Find the line containing "let pool = SqlitePoolOptions::new()" in the records below. Copy exactly that line and each one after it, ending at the line containing "let Ok(entries) = std::fs::read_dir(dir)", and nothing more.

[Dataset entries]

┏━━

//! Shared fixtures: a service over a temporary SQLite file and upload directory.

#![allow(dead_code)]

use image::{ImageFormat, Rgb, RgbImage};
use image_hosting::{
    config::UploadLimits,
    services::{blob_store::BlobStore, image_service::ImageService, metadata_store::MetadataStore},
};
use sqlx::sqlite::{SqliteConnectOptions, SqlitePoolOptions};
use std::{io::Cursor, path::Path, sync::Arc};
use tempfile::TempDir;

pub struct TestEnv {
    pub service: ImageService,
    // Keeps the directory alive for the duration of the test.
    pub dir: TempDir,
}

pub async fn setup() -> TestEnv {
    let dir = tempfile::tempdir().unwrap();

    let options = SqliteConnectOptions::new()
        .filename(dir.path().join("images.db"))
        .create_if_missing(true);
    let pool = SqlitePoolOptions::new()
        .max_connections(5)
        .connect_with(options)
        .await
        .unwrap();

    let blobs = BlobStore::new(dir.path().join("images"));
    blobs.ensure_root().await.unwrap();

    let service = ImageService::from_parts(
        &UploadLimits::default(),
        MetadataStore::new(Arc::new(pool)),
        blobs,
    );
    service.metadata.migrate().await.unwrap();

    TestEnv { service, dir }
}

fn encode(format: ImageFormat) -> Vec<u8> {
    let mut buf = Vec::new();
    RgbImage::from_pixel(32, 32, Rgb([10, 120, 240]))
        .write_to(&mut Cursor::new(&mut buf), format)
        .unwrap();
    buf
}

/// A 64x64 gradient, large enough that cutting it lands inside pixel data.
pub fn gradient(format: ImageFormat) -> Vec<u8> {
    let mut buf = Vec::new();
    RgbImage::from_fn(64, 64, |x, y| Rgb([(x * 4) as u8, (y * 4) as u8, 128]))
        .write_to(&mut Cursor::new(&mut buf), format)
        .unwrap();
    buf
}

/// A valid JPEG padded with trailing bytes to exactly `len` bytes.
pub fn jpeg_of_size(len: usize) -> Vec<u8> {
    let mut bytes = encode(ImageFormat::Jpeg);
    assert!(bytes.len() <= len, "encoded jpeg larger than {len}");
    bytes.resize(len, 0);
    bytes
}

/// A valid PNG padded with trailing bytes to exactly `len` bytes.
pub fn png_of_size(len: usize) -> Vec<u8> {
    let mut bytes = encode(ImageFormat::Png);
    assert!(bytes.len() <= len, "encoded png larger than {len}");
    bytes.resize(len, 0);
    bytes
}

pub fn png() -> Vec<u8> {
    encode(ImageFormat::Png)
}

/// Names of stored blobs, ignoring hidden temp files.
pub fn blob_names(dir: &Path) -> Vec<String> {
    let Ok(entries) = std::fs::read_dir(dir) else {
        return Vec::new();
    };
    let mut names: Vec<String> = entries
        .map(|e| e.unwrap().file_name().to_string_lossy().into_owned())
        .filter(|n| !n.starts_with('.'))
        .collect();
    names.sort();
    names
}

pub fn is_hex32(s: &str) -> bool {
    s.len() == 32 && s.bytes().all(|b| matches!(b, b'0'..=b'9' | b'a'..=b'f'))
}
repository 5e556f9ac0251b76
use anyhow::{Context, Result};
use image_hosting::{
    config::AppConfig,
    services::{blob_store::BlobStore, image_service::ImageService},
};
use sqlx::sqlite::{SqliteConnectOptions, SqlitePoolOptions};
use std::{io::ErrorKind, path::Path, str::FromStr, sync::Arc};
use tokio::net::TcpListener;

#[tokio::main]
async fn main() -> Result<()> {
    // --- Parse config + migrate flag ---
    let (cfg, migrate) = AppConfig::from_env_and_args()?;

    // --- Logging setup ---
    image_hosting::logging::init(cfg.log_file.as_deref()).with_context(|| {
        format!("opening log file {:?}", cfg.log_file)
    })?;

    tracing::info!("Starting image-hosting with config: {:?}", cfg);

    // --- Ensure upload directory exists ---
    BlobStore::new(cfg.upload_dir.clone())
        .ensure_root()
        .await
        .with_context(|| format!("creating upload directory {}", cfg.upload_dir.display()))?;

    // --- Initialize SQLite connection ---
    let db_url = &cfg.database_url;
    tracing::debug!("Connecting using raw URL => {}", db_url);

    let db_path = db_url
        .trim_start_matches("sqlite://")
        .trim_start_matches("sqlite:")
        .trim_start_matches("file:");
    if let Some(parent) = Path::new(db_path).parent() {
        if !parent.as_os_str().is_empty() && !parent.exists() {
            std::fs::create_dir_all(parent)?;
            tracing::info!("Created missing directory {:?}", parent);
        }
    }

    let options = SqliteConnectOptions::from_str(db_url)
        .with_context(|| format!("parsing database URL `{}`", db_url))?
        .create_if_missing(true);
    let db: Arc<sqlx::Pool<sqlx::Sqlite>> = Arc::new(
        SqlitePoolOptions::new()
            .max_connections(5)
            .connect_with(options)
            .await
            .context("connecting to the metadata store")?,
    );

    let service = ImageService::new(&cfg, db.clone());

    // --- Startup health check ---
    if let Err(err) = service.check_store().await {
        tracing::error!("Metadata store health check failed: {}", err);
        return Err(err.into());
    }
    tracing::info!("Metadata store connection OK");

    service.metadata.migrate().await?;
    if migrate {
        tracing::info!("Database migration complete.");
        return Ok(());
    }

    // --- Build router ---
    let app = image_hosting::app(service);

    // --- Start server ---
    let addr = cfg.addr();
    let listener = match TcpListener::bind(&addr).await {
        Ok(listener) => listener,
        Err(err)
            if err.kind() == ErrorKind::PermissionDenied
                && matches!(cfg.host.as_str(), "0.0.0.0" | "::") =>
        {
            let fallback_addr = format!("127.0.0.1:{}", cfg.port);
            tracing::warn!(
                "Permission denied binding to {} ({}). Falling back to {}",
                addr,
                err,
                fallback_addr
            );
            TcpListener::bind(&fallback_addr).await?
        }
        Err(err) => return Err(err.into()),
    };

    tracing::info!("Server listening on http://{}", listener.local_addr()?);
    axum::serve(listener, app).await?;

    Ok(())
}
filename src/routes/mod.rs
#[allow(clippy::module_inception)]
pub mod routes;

┗━━

[The answer]
    let pool = SqlitePoolOptions::new()
        .max_connections(5)
        .connect_with(options)
        .await
        .unwrap();

    let blobs = BlobStore::new(dir.path().join("images"));
    blobs.ensure_root().await.unwrap();

    let service = ImageService::from_parts(
        &UploadLimits::default(),
        MetadataStore::new(Arc::new(pool)),
        blobs,
    );
    service.metadata.migrate().await.unwrap();

    TestEnv { service, dir }
}

fn encode(format: ImageFormat) -> Vec<u8> {
    let mut buf = Vec::new();
    RgbImage::from_pixel(32, 32, Rgb([10, 120, 240]))
        .write_to(&mut Cursor::new(&mut buf), format)
        .unwrap();
    buf
}

/// A 64x64 gradient, large enough that cutting it lands inside pixel data.
pub fn gradient(format: ImageFormat) -> Vec<u8> {
    let mut buf = Vec::new();
    RgbImage::from_fn(64, 64, |x, y| Rgb([(x * 4) as u8, (y * 4) as u8, 128]))
        .write_to(&mut Cursor::new(&mut buf), format)
        .unwrap();
    buf
}

/// A valid JPEG padded with trailing bytes to exactly `len` bytes.
pub fn jpeg_of_size(len: usize) -> Vec<u8> {
    let mut bytes = encode(ImageFormat::Jpeg);
    assert!(bytes.len() <= len, "encoded jpeg larger than {len}");
    bytes.resize(len, 0);
    bytes
}

/// A valid PNG padded with trailing bytes to exactly `len` bytes.
pub fn png_of_size(len: usize) -> Vec<u8> {
    let mut bytes = encode(ImageFormat::Png);
    assert!(bytes.len() <= len, "encoded png larger than {len}");
    bytes.resize(len, 0);
    bytes
}

pub fn png() -> Vec<u8> {
    encode(ImageFormat::Png)
}

/// Names of stored blobs, ignoring hidden temp files.
pub fn blob_names(dir: &Path) -> Vec<String> {
    let Ok(entries) = std::fs::read_dir(dir) else {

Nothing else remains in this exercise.